SOURCE DATA section start
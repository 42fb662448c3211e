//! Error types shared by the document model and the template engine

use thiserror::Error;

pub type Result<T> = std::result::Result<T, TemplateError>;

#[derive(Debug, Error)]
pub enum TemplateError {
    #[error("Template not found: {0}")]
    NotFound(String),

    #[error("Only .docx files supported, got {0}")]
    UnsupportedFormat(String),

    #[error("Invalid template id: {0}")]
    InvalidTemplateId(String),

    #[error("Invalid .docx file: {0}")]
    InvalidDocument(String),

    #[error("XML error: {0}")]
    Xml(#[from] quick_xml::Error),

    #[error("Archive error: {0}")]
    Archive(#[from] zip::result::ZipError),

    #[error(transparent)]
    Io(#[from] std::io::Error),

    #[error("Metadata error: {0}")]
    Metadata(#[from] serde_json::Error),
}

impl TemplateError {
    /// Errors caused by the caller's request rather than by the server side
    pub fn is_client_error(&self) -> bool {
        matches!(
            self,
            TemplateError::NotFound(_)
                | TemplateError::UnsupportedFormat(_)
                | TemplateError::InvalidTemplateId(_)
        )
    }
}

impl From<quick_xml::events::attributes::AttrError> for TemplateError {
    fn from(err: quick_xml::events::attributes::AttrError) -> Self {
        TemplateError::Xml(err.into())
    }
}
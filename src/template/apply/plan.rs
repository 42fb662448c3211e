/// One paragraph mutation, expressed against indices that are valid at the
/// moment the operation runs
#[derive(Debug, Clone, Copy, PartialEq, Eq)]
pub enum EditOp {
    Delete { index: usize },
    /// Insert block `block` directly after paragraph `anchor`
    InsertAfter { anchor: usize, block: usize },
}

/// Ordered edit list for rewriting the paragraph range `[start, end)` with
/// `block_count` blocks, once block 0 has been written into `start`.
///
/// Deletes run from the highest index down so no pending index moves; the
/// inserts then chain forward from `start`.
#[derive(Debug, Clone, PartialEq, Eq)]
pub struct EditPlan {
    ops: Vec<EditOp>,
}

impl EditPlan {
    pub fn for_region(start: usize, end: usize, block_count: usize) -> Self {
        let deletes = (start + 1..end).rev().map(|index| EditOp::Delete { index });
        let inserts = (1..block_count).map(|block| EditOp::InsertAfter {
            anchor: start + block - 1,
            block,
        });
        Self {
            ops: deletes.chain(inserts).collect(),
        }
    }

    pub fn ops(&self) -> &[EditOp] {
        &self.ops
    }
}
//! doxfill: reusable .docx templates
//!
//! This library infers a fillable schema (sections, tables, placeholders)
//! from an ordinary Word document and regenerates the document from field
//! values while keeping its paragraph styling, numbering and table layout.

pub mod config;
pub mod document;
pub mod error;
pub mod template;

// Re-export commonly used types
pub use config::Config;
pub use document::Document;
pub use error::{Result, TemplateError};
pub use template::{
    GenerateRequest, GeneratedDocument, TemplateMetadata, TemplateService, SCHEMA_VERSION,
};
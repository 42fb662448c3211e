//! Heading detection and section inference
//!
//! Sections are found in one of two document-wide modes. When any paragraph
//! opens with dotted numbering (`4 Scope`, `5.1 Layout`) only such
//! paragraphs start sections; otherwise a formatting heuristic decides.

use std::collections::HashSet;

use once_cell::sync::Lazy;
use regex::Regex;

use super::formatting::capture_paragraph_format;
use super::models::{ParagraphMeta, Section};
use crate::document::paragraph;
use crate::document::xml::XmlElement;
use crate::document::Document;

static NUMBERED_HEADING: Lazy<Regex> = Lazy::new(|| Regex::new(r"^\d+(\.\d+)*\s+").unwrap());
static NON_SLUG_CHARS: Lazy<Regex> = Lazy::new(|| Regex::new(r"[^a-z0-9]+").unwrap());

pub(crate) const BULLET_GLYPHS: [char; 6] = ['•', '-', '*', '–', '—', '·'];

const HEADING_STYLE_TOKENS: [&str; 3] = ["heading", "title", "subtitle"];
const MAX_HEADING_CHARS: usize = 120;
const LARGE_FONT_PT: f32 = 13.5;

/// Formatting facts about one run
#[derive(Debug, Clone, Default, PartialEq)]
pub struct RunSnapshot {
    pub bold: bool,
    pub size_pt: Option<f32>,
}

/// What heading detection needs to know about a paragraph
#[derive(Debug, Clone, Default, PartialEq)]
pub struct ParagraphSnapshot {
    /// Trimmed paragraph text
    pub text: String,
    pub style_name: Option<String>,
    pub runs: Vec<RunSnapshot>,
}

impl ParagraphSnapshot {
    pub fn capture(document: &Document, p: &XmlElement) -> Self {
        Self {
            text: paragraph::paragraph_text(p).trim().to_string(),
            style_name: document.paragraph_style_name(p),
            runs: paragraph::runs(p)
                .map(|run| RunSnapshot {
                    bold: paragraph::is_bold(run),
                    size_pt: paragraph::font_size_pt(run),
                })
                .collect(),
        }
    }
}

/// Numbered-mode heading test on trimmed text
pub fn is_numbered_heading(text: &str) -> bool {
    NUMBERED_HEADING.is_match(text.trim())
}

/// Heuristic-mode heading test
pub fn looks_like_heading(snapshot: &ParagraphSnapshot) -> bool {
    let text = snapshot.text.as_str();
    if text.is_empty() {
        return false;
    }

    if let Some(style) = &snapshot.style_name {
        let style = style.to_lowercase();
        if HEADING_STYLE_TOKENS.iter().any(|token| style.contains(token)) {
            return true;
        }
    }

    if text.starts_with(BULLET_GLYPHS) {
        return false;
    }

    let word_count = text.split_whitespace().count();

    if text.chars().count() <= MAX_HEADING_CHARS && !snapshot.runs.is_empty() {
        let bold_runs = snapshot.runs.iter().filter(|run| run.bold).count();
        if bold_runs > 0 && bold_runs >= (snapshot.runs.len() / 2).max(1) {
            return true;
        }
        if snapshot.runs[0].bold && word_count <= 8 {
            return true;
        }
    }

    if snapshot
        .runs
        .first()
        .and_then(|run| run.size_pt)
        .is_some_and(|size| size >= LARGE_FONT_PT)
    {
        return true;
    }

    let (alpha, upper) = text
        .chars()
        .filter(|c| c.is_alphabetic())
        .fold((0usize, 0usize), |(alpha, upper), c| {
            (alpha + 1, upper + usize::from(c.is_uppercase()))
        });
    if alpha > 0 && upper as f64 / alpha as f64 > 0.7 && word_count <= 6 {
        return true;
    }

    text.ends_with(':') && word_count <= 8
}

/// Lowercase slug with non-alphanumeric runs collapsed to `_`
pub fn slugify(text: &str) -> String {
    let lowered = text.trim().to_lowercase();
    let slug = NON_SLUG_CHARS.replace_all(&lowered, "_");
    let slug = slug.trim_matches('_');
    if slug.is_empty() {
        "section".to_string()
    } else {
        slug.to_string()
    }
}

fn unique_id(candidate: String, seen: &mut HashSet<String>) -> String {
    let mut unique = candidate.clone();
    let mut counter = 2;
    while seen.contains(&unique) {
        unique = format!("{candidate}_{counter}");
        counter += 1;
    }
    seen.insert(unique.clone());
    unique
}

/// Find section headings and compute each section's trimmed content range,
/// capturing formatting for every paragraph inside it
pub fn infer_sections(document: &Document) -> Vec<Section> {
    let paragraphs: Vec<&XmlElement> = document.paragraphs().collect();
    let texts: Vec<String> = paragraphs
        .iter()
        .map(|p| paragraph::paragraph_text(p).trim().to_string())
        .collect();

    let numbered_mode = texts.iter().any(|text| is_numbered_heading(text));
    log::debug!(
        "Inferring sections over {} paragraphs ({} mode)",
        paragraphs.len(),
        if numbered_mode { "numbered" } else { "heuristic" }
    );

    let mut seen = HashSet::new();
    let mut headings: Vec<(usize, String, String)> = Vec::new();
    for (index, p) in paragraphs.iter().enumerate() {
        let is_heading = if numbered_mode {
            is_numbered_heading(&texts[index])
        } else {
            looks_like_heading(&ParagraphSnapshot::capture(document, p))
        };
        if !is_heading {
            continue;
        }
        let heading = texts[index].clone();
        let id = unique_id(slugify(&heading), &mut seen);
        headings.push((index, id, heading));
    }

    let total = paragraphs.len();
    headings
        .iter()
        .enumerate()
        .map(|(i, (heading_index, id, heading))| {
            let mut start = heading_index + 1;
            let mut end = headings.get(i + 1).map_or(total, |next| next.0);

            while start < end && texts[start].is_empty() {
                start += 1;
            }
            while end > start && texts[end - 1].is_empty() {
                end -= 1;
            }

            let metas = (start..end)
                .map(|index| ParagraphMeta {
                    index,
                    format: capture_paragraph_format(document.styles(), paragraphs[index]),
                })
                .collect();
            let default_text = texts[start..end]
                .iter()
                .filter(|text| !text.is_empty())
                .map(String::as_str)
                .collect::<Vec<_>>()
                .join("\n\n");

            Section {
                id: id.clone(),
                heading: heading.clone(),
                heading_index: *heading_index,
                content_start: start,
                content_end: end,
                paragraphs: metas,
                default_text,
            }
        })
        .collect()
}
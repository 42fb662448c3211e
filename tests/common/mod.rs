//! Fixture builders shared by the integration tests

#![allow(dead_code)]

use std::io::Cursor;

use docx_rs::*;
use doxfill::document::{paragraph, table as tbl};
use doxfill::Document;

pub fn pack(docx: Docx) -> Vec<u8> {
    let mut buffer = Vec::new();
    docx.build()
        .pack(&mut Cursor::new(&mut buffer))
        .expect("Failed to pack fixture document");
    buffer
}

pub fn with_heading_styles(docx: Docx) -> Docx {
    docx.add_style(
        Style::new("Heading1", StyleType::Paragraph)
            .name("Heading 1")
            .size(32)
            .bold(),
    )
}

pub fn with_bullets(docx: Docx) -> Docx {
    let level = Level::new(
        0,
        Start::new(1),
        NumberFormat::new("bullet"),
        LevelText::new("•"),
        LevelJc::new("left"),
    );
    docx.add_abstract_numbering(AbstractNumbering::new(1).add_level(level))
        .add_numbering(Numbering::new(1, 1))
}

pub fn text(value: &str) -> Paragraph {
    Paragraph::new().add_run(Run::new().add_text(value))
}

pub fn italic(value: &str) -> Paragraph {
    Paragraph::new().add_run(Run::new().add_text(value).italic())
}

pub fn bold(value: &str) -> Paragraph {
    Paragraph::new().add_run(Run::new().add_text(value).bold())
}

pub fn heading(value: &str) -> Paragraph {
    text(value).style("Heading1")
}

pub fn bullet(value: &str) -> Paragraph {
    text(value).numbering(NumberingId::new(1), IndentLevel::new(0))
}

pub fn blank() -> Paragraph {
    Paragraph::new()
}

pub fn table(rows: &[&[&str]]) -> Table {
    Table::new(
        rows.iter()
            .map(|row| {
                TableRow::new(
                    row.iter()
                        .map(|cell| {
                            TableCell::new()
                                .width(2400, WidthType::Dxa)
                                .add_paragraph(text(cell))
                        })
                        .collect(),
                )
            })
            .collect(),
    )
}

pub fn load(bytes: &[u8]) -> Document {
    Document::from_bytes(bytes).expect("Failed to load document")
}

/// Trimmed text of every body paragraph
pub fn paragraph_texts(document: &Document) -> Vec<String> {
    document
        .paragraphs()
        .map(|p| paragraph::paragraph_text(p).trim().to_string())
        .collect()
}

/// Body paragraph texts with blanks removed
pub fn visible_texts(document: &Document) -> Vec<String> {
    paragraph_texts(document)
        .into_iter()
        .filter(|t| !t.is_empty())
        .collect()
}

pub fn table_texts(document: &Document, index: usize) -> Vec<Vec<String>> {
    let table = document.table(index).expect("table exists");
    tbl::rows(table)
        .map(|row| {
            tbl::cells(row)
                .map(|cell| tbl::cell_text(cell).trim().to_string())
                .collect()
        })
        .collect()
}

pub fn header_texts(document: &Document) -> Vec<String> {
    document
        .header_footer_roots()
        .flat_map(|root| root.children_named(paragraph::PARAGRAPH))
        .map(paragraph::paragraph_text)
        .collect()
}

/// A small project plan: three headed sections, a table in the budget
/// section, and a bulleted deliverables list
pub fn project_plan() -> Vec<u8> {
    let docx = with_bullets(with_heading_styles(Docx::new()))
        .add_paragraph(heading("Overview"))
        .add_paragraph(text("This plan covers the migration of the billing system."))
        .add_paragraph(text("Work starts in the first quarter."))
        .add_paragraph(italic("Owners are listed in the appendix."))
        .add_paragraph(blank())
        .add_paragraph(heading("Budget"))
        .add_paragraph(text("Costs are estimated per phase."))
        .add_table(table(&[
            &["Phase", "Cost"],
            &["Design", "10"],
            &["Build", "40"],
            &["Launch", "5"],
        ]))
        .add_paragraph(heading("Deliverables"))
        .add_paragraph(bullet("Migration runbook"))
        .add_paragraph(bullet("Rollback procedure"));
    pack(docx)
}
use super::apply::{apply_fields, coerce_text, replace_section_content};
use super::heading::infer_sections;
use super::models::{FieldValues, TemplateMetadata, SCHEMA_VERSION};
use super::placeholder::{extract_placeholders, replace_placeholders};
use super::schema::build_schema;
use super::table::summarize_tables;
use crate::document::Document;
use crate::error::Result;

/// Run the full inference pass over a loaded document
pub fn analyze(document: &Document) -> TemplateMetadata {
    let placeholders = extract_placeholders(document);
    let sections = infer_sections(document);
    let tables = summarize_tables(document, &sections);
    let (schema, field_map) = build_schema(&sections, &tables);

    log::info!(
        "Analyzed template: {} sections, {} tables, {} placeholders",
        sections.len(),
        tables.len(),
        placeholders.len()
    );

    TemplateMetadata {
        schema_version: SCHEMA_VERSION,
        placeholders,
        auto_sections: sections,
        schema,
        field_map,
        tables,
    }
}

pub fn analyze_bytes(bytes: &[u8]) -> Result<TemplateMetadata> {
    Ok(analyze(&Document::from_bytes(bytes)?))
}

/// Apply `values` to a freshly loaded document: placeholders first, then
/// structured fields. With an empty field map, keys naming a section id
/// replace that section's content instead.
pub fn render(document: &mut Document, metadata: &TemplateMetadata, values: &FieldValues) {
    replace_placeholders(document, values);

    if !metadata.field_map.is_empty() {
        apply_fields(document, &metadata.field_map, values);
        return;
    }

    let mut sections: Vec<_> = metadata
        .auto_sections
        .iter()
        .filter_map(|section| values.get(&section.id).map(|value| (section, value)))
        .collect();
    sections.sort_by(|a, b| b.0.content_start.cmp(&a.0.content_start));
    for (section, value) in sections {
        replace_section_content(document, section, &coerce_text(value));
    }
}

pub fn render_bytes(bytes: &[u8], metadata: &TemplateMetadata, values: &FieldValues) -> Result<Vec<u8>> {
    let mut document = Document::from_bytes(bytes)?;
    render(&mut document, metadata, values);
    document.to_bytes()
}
SOURCE DATA section end
## TASK STATEMENT:
Where does the string "lowered" occur in the material? Copy every line where it does.

## ANSWER TO THE PROBLEM:
    let lowered = text.trim().to_lowercase();
    let slug = NON_SLUG_CHARS.replace_all(&lowered, "_");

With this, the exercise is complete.